Gram-negative bacteria:
- lipopolysaccharide (TLR4)
- lipoproteins and lipopeptides (TLR2)
Gram-positive bacteria:
- peptidoglycan (TLR)
- lipoteichoic acids (TLR4)
All mycobacteria:
- lipoarabinomannan (TLR2)
- mannose-rich glycans (TLR2)
Bacterial flagella:
- flagellin (TLR5)
What are the 2 main types of PRR?
- Toll-like receptors - on phagocyte surface (bacterial recognition)
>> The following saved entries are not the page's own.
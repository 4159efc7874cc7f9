//! Glyph atlas loading
//!
//! Opens a face, rasterizes the 128 ASCII codes into one texture each and
//! collects the face metrics. A face that cannot be opened aborts the load;
//! a glyph that cannot be rasterized is skipped and reported.

use super::error::{TextError, TextResult};
use super::glyph::{ascii_code, FontMetrics, Glyph, GlyphMetrics, GlyphStore, GLYPH_CODE_COUNT};
use super::rasterizer::{FontFace, FontRasterizer, RasterizedGlyph};
use crate::foundation::math::IVec2;
use crate::render::gl::{DrawContext, GpuTexture, TextureSampling};
use std::path::Path;
use std::rc::Rc;

/// Default baseline anchor character
pub const DEFAULT_BASELINE_ANCHOR: char = 'H';

/// Result of a successful load
pub struct LoadedFont<C: DrawContext> {
    /// Cached glyphs
    pub glyphs: GlyphStore<C>,
    /// Face-wide metrics
    pub metrics: FontMetrics,
    /// Per-glyph failures that were skipped
    pub warnings: Vec<TextError>,
}

/// Summary of a load handed back to callers
#[derive(Debug, Default)]
pub struct LoadReport {
    /// Number of glyphs cached
    pub glyph_count: usize,
    /// Per-glyph failures ([`TextError::GlyphRasterize`]) that were skipped
    pub warnings: Vec<TextError>,
}

impl LoadReport {
    /// Whether every code rasterized
    pub fn is_complete(&self) -> bool {
        self.warnings.is_empty()
    }
}

/// One-shot loader turning a font file into a [`GlyphStore`]
pub struct GlyphAtlasLoader<'a, R: FontRasterizer> {
    rasterizer: &'a R,
    baseline_anchor: char,
}

impl<'a, R: FontRasterizer> GlyphAtlasLoader<'a, R> {
    /// Loader using `rasterizer` and the default `'H'` anchor
    pub fn new(rasterizer: &'a R) -> Self {
        Self {
            rasterizer,
            baseline_anchor: DEFAULT_BASELINE_ANCHOR,
        }
    }

    /// Require a different baseline anchor glyph
    pub fn with_baseline_anchor(mut self, anchor: char) -> Self {
        self.baseline_anchor = anchor;
        self
    }

    /// Load the face at `path` at `pixel_size`
    ///
    /// Textures created before a failure are released when the partial
    /// store is dropped. Leaves texture 0 bound.
    pub fn load<C: DrawContext>(
        &self,
        context: &Rc<C>,
        path: impl AsRef<Path>,
        pixel_size: u32,
    ) -> TextResult<LoadedFont<C>> {
        let path = path.as_ref();
        if ascii_code(self.baseline_anchor).is_none() {
            return Err(TextError::MissingBaselineAnchor(self.baseline_anchor));
        }

        // The face only lives for this call
        let mut face = self.rasterizer.open_face(path, pixel_size)?;

        let mut glyphs = GlyphStore::new();
        let mut warnings = Vec::new();
        let uploaded = (0..GLYPH_CODE_COUNT).try_for_each(|code| {
            let rasterized = match face.rasterize(code) {
                Ok(rasterized) => rasterized,
                Err(reason) => {
                    log::warn!("Skipping glyph {code:#04x} from {}: {reason}", path.display());
                    warnings.push(TextError::GlyphRasterize { code, reason });
                    return Ok(());
                }
            };
            glyphs.insert(upload_glyph(context, code, &rasterized)?);
            Ok::<(), TextError>(())
        });
        context.bind_texture(None);
        uploaded?;

        if !glyphs.contains(self.baseline_anchor) {
            return Err(TextError::MissingBaselineAnchor(self.baseline_anchor));
        }

        let size_metrics = face.size_metrics();
        let metrics = FontMetrics::from_fixed(pixel_size, size_metrics.ascender, size_metrics.descender);

        log::info!(
            "Loaded {} glyphs from {} at {}px (ascent {}, descent {}, {} skipped)",
            glyphs.len(),
            path.display(),
            pixel_size,
            metrics.ascent,
            metrics.descent,
            warnings.len()
        );

        Ok(LoadedFont { glyphs, metrics, warnings })
    }
}

fn upload_glyph<C: DrawContext>(context: &Rc<C>, code: u8, rasterized: &RasterizedGlyph) -> TextResult<Glyph<C>> {
    let texture = GpuTexture::new_r8(
        context,
        rasterized.width,
        rasterized.height,
        &rasterized.coverage,
        TextureSampling::GLYPH,
    )?;

    let metrics = GlyphMetrics {
        size: IVec2::new(rasterized.width as i32, rasterized.height as i32),
        bearing: rasterized.bearing,
        advance_raw: rasterized.advance_raw,
    };
    Ok(Glyph::new(code, metrics, texture))
}

#[cfg(test)]
mod tests {
    use super::*;
    use crate::render::gl::{GlCall, HeadlessContext};
    use crate::render::text::test_support::SyntheticRasterizer;

    #[test]
    fn test_loads_all_ascii_codes() {
        let context = Rc::new(HeadlessContext::new());
        let rasterizer = SyntheticRasterizer::monospace(10);

        let loaded = GlyphAtlasLoader::new(&rasterizer).load(&context, "mono.ttf", 16).unwrap();
        assert_eq!(loaded.glyphs.len(), 128);
        assert!(loaded.warnings.is_empty());
        assert_eq!(context.live_texture_count(), 128);
        assert_eq!(context.bound_texture(), None);
        assert_eq!(loaded.metrics.pixel_size, 16);
        assert_eq!(loaded.metrics.ascent, 12);
        assert_eq!(loaded.metrics.descent, -4);
    }

    #[test]
    fn test_textures_use_glyph_sampling() {
        let context = Rc::new(HeadlessContext::new());
        let rasterizer = SyntheticRasterizer::monospace(10);
        let _loaded = GlyphAtlasLoader::new(&rasterizer).load(&context, "mono.ttf", 16).unwrap();

        let created: Vec<_> = context
            .calls()
            .into_iter()
            .filter_map(|call| match call {
                GlCall::CreateTexture { sampling, .. } => Some(sampling),
                _ => None,
            })
            .collect();
        assert_eq!(created.len(), 128);
        assert!(created.iter().all(|s| *s == TextureSampling::GLYPH));
    }

    #[test]
    fn test_failed_glyph_is_skipped() {
        let context = Rc::new(HeadlessContext::new());
        let rasterizer = SyntheticRasterizer::monospace(10).failing(&[5]);

        let loaded = GlyphAtlasLoader::new(&rasterizer).load(&context, "mono.ttf", 16).unwrap();
        assert_eq!(loaded.glyphs.len(), 127);
        assert!(loaded.glyphs.get_code(5).is_none());
        assert_eq!(loaded.warnings.len(), 1);
        assert!(matches!(loaded.warnings[0], TextError::GlyphRasterize { code: 5, .. }));
    }

    #[test]
    fn test_missing_anchor_fails_and_releases_textures() {
        let context = Rc::new(HeadlessContext::new());
        let rasterizer = SyntheticRasterizer::monospace(10).failing(&[b'H']);

        let result = GlyphAtlasLoader::new(&rasterizer).load(&context, "mono.ttf", 16);
        assert!(matches!(result, Err(TextError::MissingBaselineAnchor('H'))));
        assert_eq!(context.live_texture_count(), 0);
    }

    #[test]
    fn test_custom_anchor() {
        let context = Rc::new(HeadlessContext::new());
        let rasterizer = SyntheticRasterizer::monospace(10).failing(&[b'H']);

        let loaded = GlyphAtlasLoader::new(&rasterizer)
            .with_baseline_anchor('X')
            .load(&context, "mono.ttf", 16)
            .unwrap();
        assert_eq!(loaded.glyphs.len(), 127);

        let result = GlyphAtlasLoader::new(&rasterizer)
            .with_baseline_anchor('é')
            .load(&context, "mono.ttf", 16);
        assert!(matches!(result, Err(TextError::MissingBaselineAnchor('é'))));
    }

    #[test]
    fn test_gpu_failure_aborts_load() {
        let context = Rc::new(HeadlessContext::new());
        context.set_fail_texture_creation(true);
        let rasterizer = SyntheticRasterizer::monospace(10);

        let result = GlyphAtlasLoader::new(&rasterizer).load(&context, "mono.ttf", 16);
        assert!(matches!(result, Err(TextError::Gpu(_))));
        assert_eq!(context.bound_texture(), None);
    }

    #[test]
    fn test_open_failure_propagates() {
        let context = Rc::new(HeadlessContext::new());
        let rasterizer = SyntheticRasterizer::monospace(10).unopenable();

        let result = GlyphAtlasLoader::new(&rasterizer).load(&context, "missing.ttf", 16);
        assert!(matches!(result, Err(TextError::FontOpen { .. })));
        assert!(context.calls().is_empty());
    }

    #[test]
    fn test_reload_is_deterministic() {
        let context = Rc::new(HeadlessContext::new());
        let rasterizer = SyntheticRasterizer::proportional();
        let loader = GlyphAtlasLoader::new(&rasterizer);

        let first = loader.load(&context, "sans.ttf", 24).unwrap();
        let second = loader.load(&context, "sans.ttf", 24).unwrap();
        let first_metrics: Vec<_> = first.glyphs.iter().map(|g| (g.code(), *g.metrics())).collect();
        let second_metrics: Vec<_> = second.glyphs.iter().map(|g| (g.code(), *g.metrics())).collect();
        assert_eq!(first_metrics, second_metrics);
        assert_eq!(first.metrics, second.metrics);
    }
}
- Nod-like receptors - intracellular (viral recognition)
Name examples of opsonins.
- Complement proteins (C3b, C4b)
- Antibodies (IgG, IgM)
- Acute phase proteins (CRP, MBL)
Which type of bacteria particularly require opsonisation to be cleared?
Encapsulated bacteria such as N. meningitidis, Strep. pneumoniae and H. influenza B.
(capsule prevents easy recognition by phagocytes)
Describe the steps involved in phagocytosis.
- chemotaxis and adherence of MO to phagocyte.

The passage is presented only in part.